» Action item:
Gather each line in the entries that includes the string "response".
=== Begin Enclosure ===
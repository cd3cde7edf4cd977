//! Integration-style tests for the users_directory module.
//!
//! Key points:
//! - Each test runs on a fresh in-memory SQLite DB and applies migrations.
//! - Service is constructed with the SeaORM-backed repository.
//! - Local client is tested against the same Service.
//! - REST layer is exercised via an Axum Router registered through real routes.

use std::sync::Arc;

use anyhow::Result;
use axum::{
    body::Body,
    http::{Request, StatusCode},
    Router,
};
use chrono::{Duration, TimeZone, Utc};
use sea_orm::{ActiveModelTrait, Database, DatabaseConnection, NotSet, Set};
use sea_orm_migration::MigratorTrait;
use serde_json::Value;
use tower::ServiceExt;

use users_directory::{
    api::rest::{dto::UserDto, error::ErrorExposure},
    config::UsersDirectoryConfig,
    contract::{client::UsersDirectoryApi, error::UsersDirectoryError, model::NewUser},
    domain::{repo::UsersRepository, service::Service, validation::SearchParams},
    gateways::local::UsersDirectoryLocalClient,
    infra::storage::{entity, migrations::Migrator, sea_orm_repo::SeaOrmUsersRepository, seeder},
    UsersDirectory,
};

/// Create a fresh test database for each test (in-memory SQLite) and run migrations.
async fn create_test_db() -> DatabaseConnection {
    let db = Database::connect("sqlite::memory:")
        .await
        .expect("Failed to connect to test database");
    Migrator::up(&db, None)
        .await
        .expect("Failed to run migrations");
    db
}

fn new_user(name: &str, email: &str) -> NewUser {
    NewUser {
        name: name.to_string(),
        email: email.to_string(),
        company: "Acme".to_string(),
        address: "1 Main Street".to_string(),
        city: "Springfield".to_string(),
    }
}

async fn insert_at(db: &DatabaseConnection, name: &str, email: &str, at: chrono::DateTime<Utc>) -> i64 {
    let am = entity::ActiveModel {
        id: NotSet,
        name: Set(name.to_string()),
        email: Set(email.to_string()),
        company: Set("Acme".to_string()),
        address: Set("1 Main Street".to_string()),
        city: Set("Springfield".to_string()),
        created_at: Set(at),
    };
    am.insert(db).await.expect("insert").id
}

struct Fixture {
    db: DatabaseConnection,
    repo: Arc<SeaOrmUsersRepository<DatabaseConnection>>,
    service: Arc<Service>,
}

async fn fixture() -> Fixture {
    let db = create_test_db().await;
    let repo = Arc::new(SeaOrmUsersRepository::new(db.clone()));
    let service = Arc::new(Service::new(repo.clone()));
    Fixture { db, repo, service }
}

fn router_for(service: Arc<Service>) -> Router {
    users_directory::api::rest::routes::register_routes(
        Router::new(),
        service,
        ErrorExposure::production(),
    )
}

async fn send(router: &Router, method: &str, uri: &str) -> (StatusCode, Value) {
    let response = router
        .clone()
        .oneshot(
            Request::builder()
                .method(method)
                .uri(uri)
                .body(Body::empty())
                .unwrap(),
        )
        .await
        .unwrap();
    let status = response.status();
    let bytes = axum::body::to_bytes(response.into_body(), usize::MAX)
        .await
        .unwrap();
    let json = if bytes.is_empty() {
        Value::Null
    } else {
        serde_json::from_slice(&bytes).unwrap()
    };
    (status, json)
}

fn names(json: &Value) -> Vec<String> {
    json.as_array()
        .expect("array body")
        .iter()
        .map(|u| u["name"].as_str().unwrap().to_string())
        .collect()
}

#[tokio::test]
async fn unfiltered_list_is_newest_first() -> Result<()> {
    let f = fixture().await;
    let t1 = Utc.with_ymd_and_hms(2024, 1, 1, 0, 0, 0).unwrap();
    // Inserted out of order so id order and time order disagree.
    insert_at(&f.db, "Second", "second@example.com", t1 + Duration::hours(1)).await;
    insert_at(&f.db, "Third", "third@example.com", t1 + Duration::hours(2)).await;
    insert_at(&f.db, "First", "first@example.com", t1).await;

    let users = f.service.list_users(&SearchParams::default()).await?;
    let got: Vec<_> = users.iter().map(|u| u.name.as_str()).collect();
    assert_eq!(got, ["Third", "Second", "First"]);
    Ok(())
}

#[tokio::test]
async fn equal_timestamps_fall_back_to_id_desc() -> Result<()> {
    let f = fixture().await;
    let t = Utc.with_ymd_and_hms(2024, 1, 1, 0, 0, 0).unwrap();
    let a = insert_at(&f.db, "A", "a@example.com", t).await;
    let b = insert_at(&f.db, "B", "b@example.com", t).await;

    let users = f.service.list_users(&SearchParams::default()).await?;
    let ids: Vec<_> = users.iter().map(|u| u.id).collect();
    assert_eq!(ids, [b, a]);
    Ok(())
}

#[tokio::test]
async fn search_is_case_insensitive_substring_on_name_or_email() -> Result<()> {
    let f = fixture().await;
    f.repo.insert(new_user("John Doe", "john@example.com")).await?;
    f.repo.insert(new_user("Jane Smith", "jane@corp.test")).await?;

    for q in ["john", "JOHN", "oh D"] {
        let users = f.service.search_users(&SearchParams::with_query(q)).await?;
        let got: Vec<_> = users.iter().map(|u| u.name.as_str()).collect();
        assert_eq!(got, ["John Doe"], "query {q:?}");
    }

    // Email-only match.
    let users = f.service.search_users(&SearchParams::with_query("CORP.TEST")).await?;
    assert_eq!(users.len(), 1);
    assert_eq!(users[0].name, "Jane Smith");
    Ok(())
}

#[tokio::test]
async fn like_wildcards_in_query_match_literally() -> Result<()> {
    let f = fixture().await;
    f.repo.insert(new_user("Percy 100%", "percy@example.com")).await?;
    f.repo.insert(new_user("Under_Score", "under@example.com")).await?;
    f.repo.insert(new_user("Plain", "plain@example.com")).await?;

    let users = f.service.search_users(&SearchParams::with_query("%")).await?;
    assert_eq!(users.len(), 1);
    assert_eq!(users[0].name, "Percy 100%");

    let users = f.service.search_users(&SearchParams::with_query("_")).await?;
    assert_eq!(users.len(), 1);
    assert_eq!(users[0].name, "Under_Score");
    Ok(())
}

#[tokio::test]
async fn search_folds_non_ascii_letters() -> Result<()> {
    let f = fixture().await;
    f.repo.insert(new_user("ÉMILE ZOLA", "zola@example.fr")).await?;
    f.repo.insert(new_user("Emile Plain", "plain@example.com")).await?;

    for q in ["ÉMILE", "émile", "Émile zola"] {
        let users = f.service.search_users(&SearchParams::with_query(q)).await?;
        let got: Vec<_> = users.iter().map(|u| u.name.as_str()).collect();
        assert_eq!(got, ["ÉMILE ZOLA"], "query {q:?}");
    }

    let router = router_for(f.service.clone());
    for uri in ["/api/users?q=%C3%89MILE", "/api/users/search?q=%C3%A9mile"] {
        let (status, body) = send(&router, "GET", uri).await;
        assert_eq!(status, StatusCode::OK, "uri {uri}");
        assert_eq!(names(&body), ["ÉMILE ZOLA"], "uri {uri}");
    }
    Ok(())
}

#[tokio::test]
async fn ids_are_not_reused_after_delete() -> Result<()> {
    let f = fixture().await;
    let first = f.repo.insert(new_user("A", "a@example.com")).await?;
    let second = f.repo.insert(new_user("B", "b@example.com")).await?;
    f.service.delete_user(second.id).await?;

    let third = f.repo.insert(new_user("C", "c@example.com")).await?;
    assert!(third.id > second.id);
    assert!(second.id > first.id);
    Ok(())
}

#[tokio::test]
async fn seeding_only_fills_an_empty_table() -> Result<()> {
    let f = fixture().await;
    assert_eq!(seeder::seed_if_empty(f.repo.as_ref()).await?, 12);
    assert_eq!(seeder::seed_if_empty(f.repo.as_ref()).await?, 0);
    assert_eq!(f.repo.count().await?, 12);

    let users = f.service.list_users(&SearchParams::with_query("john")).await?;
    let got: Vec<_> = users.iter().map(|u| u.name.as_str()).collect();
    assert_eq!(got, ["Michael Johnson", "John Doe"]);
    Ok(())
}

#[tokio::test]
async fn module_bootstrap_migrates_and_seeds() -> Result<()> {
    let db = Database::connect("sqlite::memory:").await?;
    let module = UsersDirectory::new(db, UsersDirectoryConfig::default());
    module.migrate().await?;
    module.bootstrap().await;

    let users = module.client().list_users(None).await?;
    assert_eq!(users.len(), 12);
    assert_eq!(users[0].name, "Amanda Harris");
    Ok(())
}

#[tokio::test]
async fn module_bootstrap_respects_seed_flag() -> Result<()> {
    let db = Database::connect("sqlite::memory:").await?;
    let module = UsersDirectory::new(
        db,
        UsersDirectoryConfig {
            seed_on_startup: false,
        },
    );
    module.migrate().await?;
    module.bootstrap().await;

    assert!(module.client().list_users(None).await?.is_empty());
    Ok(())
}

#[tokio::test]
async fn local_client_maps_domain_errors() -> Result<()> {
    let f = fixture().await;
    let client: Arc<dyn UsersDirectoryApi> = Arc::new(UsersDirectoryLocalClient::new(f.service.clone()));
    let user = f.repo.insert(new_user("John Doe", "john@example.com")).await?;

    assert_eq!(
        client.search_users(String::new()).await.unwrap_err(),
        UsersDirectoryError::MissingQuery
    );
    assert_eq!(client.list_users(Some(String::new())).await?.len(), 1);

    let deleted = client.delete_user(user.id).await?;
    assert_eq!(deleted, user);
    assert_eq!(
        client.delete_user(user.id).await.unwrap_err(),
        UsersDirectoryError::not_found(user.id)
    );
    Ok(())
}

#[tokio::test]
async fn rest_list_and_search_agree() -> Result<()> {
    let f = fixture().await;
    seeder::seed_if_empty(f.repo.as_ref()).await?;
    let router = router_for(f.service.clone());

    for q in ["j", "JANE", "example.com", "son", "zzz", "%25"] {
        let (s1, listed) = send(&router, "GET", &format!("/api/users?q={q}")).await;
        let (s2, searched) = send(&router, "GET", &format!("/api/users/search?q={q}")).await;
        assert_eq!(s1, StatusCode::OK);
        assert_eq!(s2, StatusCode::OK);
        assert_eq!(listed, searched, "query {q:?}");
    }
    Ok(())
}

#[tokio::test]
async fn rest_search_requires_q_but_list_does_not() -> Result<()> {
    let f = fixture().await;
    seeder::seed_if_empty(f.repo.as_ref()).await?;
    let router = router_for(f.service.clone());

    for uri in ["/api/users/search", "/api/users/search?q="] {
        let (status, body) = send(&router, "GET", uri).await;
        assert_eq!(status, StatusCode::BAD_REQUEST);
        assert_eq!(body["error"], "Search query parameter \"q\" is required");
        assert_eq!(body["details"]["kind"], "missing_query");
    }

    for uri in ["/api/users", "/api/users?q="] {
        let (status, body) = send(&router, "GET", uri).await;
        assert_eq!(status, StatusCode::OK);
        assert_eq!(body.as_array().unwrap().len(), 12);
    }
    Ok(())
}

#[tokio::test]
async fn rest_rejects_repeated_q() -> Result<()> {
    let f = fixture().await;
    let router = router_for(f.service.clone());

    let (status, body) = send(&router, "GET", "/api/users?q=a&q=b").await;
    assert_eq!(status, StatusCode::BAD_REQUEST);
    assert_eq!(body["error"], "Invalid query parameters");
    assert_eq!(body["details"]["kind"], "validation_error");
    assert_eq!(body["details"]["field"], "q");
    Ok(())
}

#[tokio::test]
async fn rest_scenario_search_then_delete_twice() -> Result<()> {
    let f = fixture().await;
    let john = f.repo.insert(new_user("John Doe", "john@example.com")).await?;
    f.repo.insert(new_user("Jane Smith", "jane@example.com")).await?;
    let router = router_for(f.service.clone());

    let (status, body) = send(&router, "GET", "/api/users?q=John").await;
    assert_eq!(status, StatusCode::OK);
    assert_eq!(names(&body), ["John Doe"]);
    let dto: Vec<UserDto> = serde_json::from_value(body)?;
    assert_eq!(dto[0].id, john.id);
    assert_eq!(dto[0].email, "john@example.com");

    let uri = format!("/api/users/{}", john.id);
    let (status, body) = send(&router, "DELETE", &uri).await;
    assert_eq!(status, StatusCode::OK);
    assert_eq!(body["message"], "User deleted successfully");
    assert_eq!(body["user"]["id"], john.id);
    assert_eq!(body["user"]["name"], "John Doe");
    assert!(body["user"]["createdAt"].is_string());

    let (status, body) = send(&router, "DELETE", &uri).await;
    assert_eq!(status, StatusCode::NOT_FOUND);
    assert_eq!(body["error"], "User not found");

    let (_, body) = send(&router, "GET", "/api/users").await;
    assert_eq!(names(&body), ["Jane Smith"]);
    Ok(())
}

#[tokio::test]
async fn rest_rejects_non_numeric_ids() -> Result<()> {
    let f = fixture().await;
    let router = router_for(f.service.clone());

    for uri in ["/api/users/abc", "/api/users/1a", "/api/users/-1", "/api/users/search"] {
        let (status, body) = send(&router, "DELETE", uri).await;
        assert_eq!(status, StatusCode::BAD_REQUEST, "uri {uri}");
        assert_eq!(body["error"], "Invalid user ID format");
        assert_eq!(body["details"]["kind"], "invalid_id_format");
    }
    Ok(())
}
=== End Enclosure ===
» Expected output:
    let response = router
    let status = response.status();
    let bytes = axum::body::to_bytes(response.into_body(), usize::MAX)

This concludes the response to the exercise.